Reputation: 2765
I have a dataframe with a column ClientAccount
which contains a lot of test data data which I want to filter out.
To find how many rows contains test clients, I do the following:
test_users = order_data[order_data['ClientAccount'].str.contains("DEMO|test")==True]
Which returns Name: ClientAccount, Length: 2493
Cool, so 2.493 rows out of 71.458 original rows.
Then to get get everything that isn't these 2.493 rows, shouldn't I just do the opposite?
order_data = order_data[order_data['ClientAccount'].str.contains("DEMO|test")==False]
This gives 48.046 rows though, but how does that make sense? What am I missing?
Upvotes: 1
Views: 110
Reputation: 862771
I think there are NaN
or None
values, so is possible use parameter na
in str.contains
. Also for inversing boolean mask (True
+ False
Series
) use ~
:
mask = order_data['ClientAccount'].str.contains("DEMO|test", na=False)
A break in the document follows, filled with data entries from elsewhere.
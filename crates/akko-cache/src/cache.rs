//! Composite cache over a local and a distributed tier.
//!
//! ## Lookup Order
//!
//! ```text
//! get(key) → local ──hit──▶ return
//!              │ miss
//!              ▼
//!          distributed ──hit──▶ promote to local, return
//!              │ miss / error (logged)
//!              ▼
//!            Miss  (get_with: run loader once, write through)
//! ```
//!
//! ## Failure Semantics
//!
//! - Reads never fail: a tier error is logged and counted, then treated as a miss.
//! - Writes (`put`, `evict`, `clear`) go local first, then distributed. A
//!   distributed failure is returned as [`CacheError::TierWrite`]; the local
//!   mutation stays applied.
//!
//! Concurrent `get_with` calls on the same missing key each run their loader.
//! `put_if_absent` is check-then-write, not a compare-and-swap.

use std::fmt;
use std::future::Future;
use std::sync::Arc;
use std::sync::atomic::{AtomicU64, Ordering};

use serde::Serialize;
use serde::de::DeserializeOwned;
use serde_json::Value;

use crate::entry::CacheEntry;
use crate::error::{CacheError, CacheOperation, TierError, TierKind};
use crate::metrics;
use crate::tier::DynCacheTier;

/// Which tiers back a cache. Chosen once, at provisioning time.
#[derive(Clone)]
pub enum CacheLayout {
    /// Only the in-process tier could be provisioned (or was requested).
    LocalOnly(DynCacheTier),
    /// Only the distributed tier is used.
    DistributedOnly(DynCacheTier),
    /// Local tier in front of the distributed tier.
    TwoTier {
        local: DynCacheTier,
        distributed: DynCacheTier,
    },
}

impl CacheLayout {
    pub fn kind(&self) -> LayoutKind {
        match self {
            Self::LocalOnly(_) => LayoutKind::LocalOnly,
            Self::DistributedOnly(_) => LayoutKind::DistributedOnly,
            Self::TwoTier { .. } => LayoutKind::TwoTier,
        }
    }
}

/// Tag of a [`CacheLayout`], for logging and assertions.
#[derive(Debug, Clone, Copy, PartialEq, Eq, Hash)]
pub enum LayoutKind {
    LocalOnly,
    DistributedOnly,
    TwoTier,
}

impl fmt::Display for LayoutKind {
    fn fmt(&self, f: &mut fmt::Formatter<'_>) -> fmt::Result {
        match self {
            Self::LocalOnly => write!(f, "local-only"),
            Self::DistributedOnly => write!(f, "distributed-only"),
            Self::TwoTier => write!(f, "two-tier"),
        }
    }
}

/// Cache statistics snapshot.
#[derive(Debug, Clone, Copy, Default, PartialEq, Eq)]
pub struct CacheStats {
    /// Lookups answered by the local tier.
    pub local_hits: u64,
    /// Lookups answered by the distributed tier.
    pub distributed_hits: u64,
    /// Lookups that missed every tier.
    pub misses: u64,
    /// Loader invocations after a combined miss.
    pub loads: u64,
    /// Failed tier operations, reads and writes.
    pub tier_errors: u64,
}

impl CacheStats {
    pub fn hits(&self) -> u64 {
        self.local_hits + self.distributed_hits
    }

    /// Calculate the hit rate (0.0 to 1.0).
    pub fn hit_rate(&self) -> f64 {
        let total = self.hits() + self.misses;
        if total == 0 {
            0.0
        } else {
            self.hits() as f64 / total as f64
        }
    }
}

#[derive(Default)]
struct Counters {
    local_hits: AtomicU64,
    distributed_hits: AtomicU64,
    misses: AtomicU64,
    loads: AtomicU64,
    tier_errors: AtomicU64,
}

/// A named logical cache.
pub struct Cache {
    name: String,
    layout: CacheLayout,
    counters: Counters,
}

impl Cache {
    pub fn new(name: impl Into<String>, layout: CacheLayout) -> Self {
        Self {
            name: name.into(),
            layout,
            counters: Counters::default(),
        }
    }

    pub fn two_tier(name: impl Into<String>, local: DynCacheTier, distributed: DynCacheTier) -> Self {
        Self::new(name, CacheLayout::TwoTier { local, distributed })
    }

    pub fn local_only(name: impl Into<String>, local: DynCacheTier) -> Self {
        Self::new(name, CacheLayout::LocalOnly(local))
    }

    pub fn distributed_only(name: impl Into<String>, distributed: DynCacheTier) -> Self {
        Self::new(name, CacheLayout::DistributedOnly(distributed))
    }

    pub fn name(&self) -> &str {
        &self.name
    }

    pub fn layout(&self) -> &CacheLayout {
        &self.layout
    }

    pub fn layout_kind(&self) -> LayoutKind {
        self.layout.kind()
    }

    /// The local tier, if this cache has one.
    pub fn local_tier(&self) -> Option<&DynCacheTier> {
        match &self.layout {
            CacheLayout::LocalOnly(local) | CacheLayout::TwoTier { local, .. } => Some(local),
            CacheLayout::DistributedOnly(_) => None,
        }
    }

    /// The distributed tier, if this cache has one.
    pub fn distributed_tier(&self) -> Option<&DynCacheTier> {
        match &self.layout {
            CacheLayout::DistributedOnly(distributed)
            | CacheLayout::TwoTier { distributed, .. } => Some(distributed),
            CacheLayout::LocalOnly(_) => None,
        }
    }

    pub fn stats(&self) -> CacheStats {
        CacheStats {
            local_hits: self.counters.local_hits.load(Ordering::Relaxed),
            distributed_hits: self.counters.distributed_hits.load(Ordering::Relaxed),
            misses: self.counters.misses.load(Ordering::Relaxed),
            loads: self.counters.loads.load(Ordering::Relaxed),
            tier_errors: self.counters.tier_errors.load(Ordering::Relaxed),
        }
    }

    /// Look up a key.
    ///
    /// A local hit (value or cached absence) returns without touching the
    /// distributed tier. A distributed hit is promoted into the local tier.
    /// Tier errors are logged and reported as a miss.
    pub async fn get(&self, key: &str) -> CacheEntry {
        match &self.layout {
            CacheLayout::LocalOnly(tier) | CacheLayout::DistributedOnly(tier) => {
                let entry = self.read(tier, key).await;
                self.record_lookup(key, &entry, tier.kind());
                entry
            }
            CacheLayout::TwoTier { local, distributed } => {
                let entry = self.read(local, key).await;
                if entry.is_hit() {
                    self.record_lookup(key, &entry, TierKind::Local);
                    return entry;
                }

                let entry = self.read(distributed, key).await;
                if entry.is_hit() {
                    self.promote(local, key, &entry).await;
                }
                self.record_lookup(key, &entry, TierKind::Distributed);
                entry
            }
        }
    }

    /// Look up a key, running `loader` once on a combined miss.
    ///
    /// A loaded value is written to every tier before it is returned; a failed
    /// write is logged, not returned. A loader error is returned as is and
    /// nothing is written. A cached absence returns `Ok(None)` without
    /// running the loader.
    pub async fn get_with<F, Fut, E>(&self, key: &str, loader: F) -> Result<Option<Arc<Value>>, E>
    where
        F: FnOnce() -> Fut,
        Fut: Future<Output = Result<Option<Value>, E>>,
    {
        match self.get(key).await {
            CacheEntry::Value(value) => return Ok(Some(value)),
            CacheEntry::Null => return Ok(None),
            CacheEntry::Miss => {}
        }

        self.counters.loads.fetch_add(1, Ordering::Relaxed);
        metrics::record_cache_load(&self.name);

        let Some(value) = loader().await? else {
            tracing::debug!(cache = %self.name, key = %key, "loader returned no value");
            return Ok(None);
        };

        let value = Arc::new(value);
        if let Err(err) = self.write(key, Some(Arc::clone(&value))).await {
            tracing::warn!(cache = %self.name, key = %key, error = %err, "failed to cache loaded value");
        }
        Ok(Some(value))
    }

    /// Typed lookup. A value that does not deserialize into `T` is logged and
    /// treated as a miss.
    pub async fn get_as<T: DeserializeOwned>(&self, key: &str) -> Option<T> {
        let value = self.get(key).await.into_value()?;
        match T::deserialize(value.as_ref()) {
            Ok(typed) => Some(typed),
            Err(err) => {
                tracing::warn!(
                    cache = %self.name,
                    key = %key,
                    error = %err,
                    "cached value has unexpected shape, treating as miss"
                );
                None
            }
        }
    }

    /// Write-through: local tier first, then distributed.
    pub async fn put(&self, key: &str, value: Value) -> Result<(), CacheError> {
        self.write(key, Some(Arc::new(value))).await
    }

    /// Cache an absence. Tiers that do not cache absences skip the write.
    pub async fn put_null(&self, key: &str) -> Result<(), CacheError> {
        self.write(key, None).await
    }

    /// Serialize and write through.
    pub async fn put_as<T: Serialize>(&self, key: &str, value: &T) -> Result<(), CacheError> {
        let value = serde_json::to_value(value).map_err(|source| CacheError::Serialization {
            cache: self.name.clone(),
            key: key.to_string(),
            source,
        })?;
        self.put(key, value).await
    }

    /// Return the existing entry if any tier has one (promoting a distributed
    /// hit), otherwise write `value` through and return `CacheEntry::Miss`.
    pub async fn put_if_absent(&self, key: &str, value: Value) -> Result<CacheEntry, CacheError> {
        let existing = self.get(key).await;
        if existing.is_hit() {
            return Ok(existing);
        }
        self.put(key, value).await?;
        Ok(CacheEntry::Miss)
    }

    /// Remove a key from every tier.
    pub async fn evict(&self, key: &str) -> Result<(), CacheError> {
        for tier in self.tiers().into_iter().flatten() {
            tier.evict(key)
                .await
                .map_err(|e| self.write_failed(tier, key, CacheOperation::Evict, e))?;
        }
        tracing::debug!(cache = %self.name, key = %key, "cache evict");
        Ok(())
    }

    /// Remove every key of this cache from every tier.
    pub async fn clear(&self) -> Result<(), CacheError> {
        for tier in self.tiers().into_iter().flatten() {
            tier.clear()
                .await
                .map_err(|e| self.write_failed(tier, "*", CacheOperation::Clear, e))?;
        }
        tracing::debug!(cache = %self.name, "cache clear");
        Ok(())
    }

    /// Tiers in write order: local, then distributed.
    fn tiers(&self) -> [Option<&DynCacheTier>; 2] {
        [self.local_tier(), self.distributed_tier()]
    }

    async fn read(&self, tier: &DynCacheTier, key: &str) -> CacheEntry {
        match tier.get(key).await {
            Ok(entry) => entry,
            Err(err) => {
                self.count_tier_error(tier.kind(), CacheOperation::Get);
                tracing::warn!(
                    cache = %self.name,
                    key = %key,
                    tier = %tier.kind(),
                    error = %err,
                    "cache read failed, treating as miss"
                );
                CacheEntry::Miss
            }
        }
    }

    async fn write(&self, key: &str, value: Option<Arc<Value>>) -> Result<(), CacheError> {
        for tier in self.tiers().into_iter().flatten() {
            tier.put(key, value.clone())
                .await
                .map_err(|e| self.write_failed(tier, key, CacheOperation::Put, e))?;
        }
        tracing::debug!(cache = %self.name, key = %key, "cache put");
        Ok(())
    }

    async fn promote(&self, local: &DynCacheTier, key: &str, entry: &CacheEntry) {
        if let Err(err) = local.put(key, entry.as_value().cloned()).await {
            self.count_tier_error(TierKind::Local, CacheOperation::Put);
            tracing::warn!(cache = %self.name, key = %key, error = %err, "promotion to local tier failed");
        }
    }

    fn record_lookup(&self, key: &str, entry: &CacheEntry, tier: TierKind) {
        if entry.is_hit() {
            let counter = match tier {
                TierKind::Local => &self.counters.local_hits,
                TierKind::Distributed => &self.counters.distributed_hits,
            };
            counter.fetch_add(1, Ordering::Relaxed);
            metrics::record_cache_hit(&self.name, tier);
            tracing::debug!(cache = %self.name, key = %key, tier = %tier, "cache hit");
        } else {
            self.counters.misses.fetch_add(1, Ordering::Relaxed);
            metrics::record_cache_miss(&self.name);
            tracing::debug!(cache = %self.name, key = %key, "cache miss");
        }
    }

    fn write_failed(
        &self,
        tier: &DynCacheTier,
        key: &str,
        operation: CacheOperation,
        source: TierError,
    ) -> CacheError {
        self.count_tier_error(tier.kind(), operation);
        tracing::debug!(
            cache = %self.name,
            key = %key,
            tier = %tier.kind(),
            operation = %operation,
            error = %source,
            "cache write failed"
        );
        CacheError::TierWrite {
            cache: self.name.clone(),
            operation,
            tier: tier.kind(),
            source,
        }
    }

    fn count_tier_error(&self, tier: TierKind, operation: CacheOperation) {
        self.counters.tier_errors.fetch_add(1, Ordering::Relaxed);
        metrics::record_tier_error(&self.name, tier, operation);
    }
}

impl fmt::Debug for Cache {
    fn fmt(&self, f: &mut fmt::Formatter<'_>) -> fmt::Result {
        f.debug_struct("Cache")
            .field("name", &self.name)
            .field("layout", &self.layout_kind())
            .field("stats", &self.stats())
            .finish()
    }
}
test_users1 = order_data[mask]
test_users2 = order_data[~mask]
Sample:
order_data = pd.DataFrame({'ClientAccount':['DEMO ss','test f','dfd', None, np.nan, 'test']})
print (order_data)
ClientAccount
0 DEMO ss
1 test f
2 dfd
3 None
4 NaN
5 test
mask = order_data['ClientAccount'].str.contains("DEMO|test", na=False)
test_users1 = order_data[mask]
test_users2 = order_data[~mask]
print (test_users1)
ClientAccount
0 DEMO ss
1 test f
5 test
print (test_users2)
ClientAccount
2 dfd
3 None
4 NaN
Without parameter I get error:
mask = order_data['ClientAccount'].str.contains("DEMO|test")
ValueError: cannot index with vector containing NA / NaN values
Upvotes: 1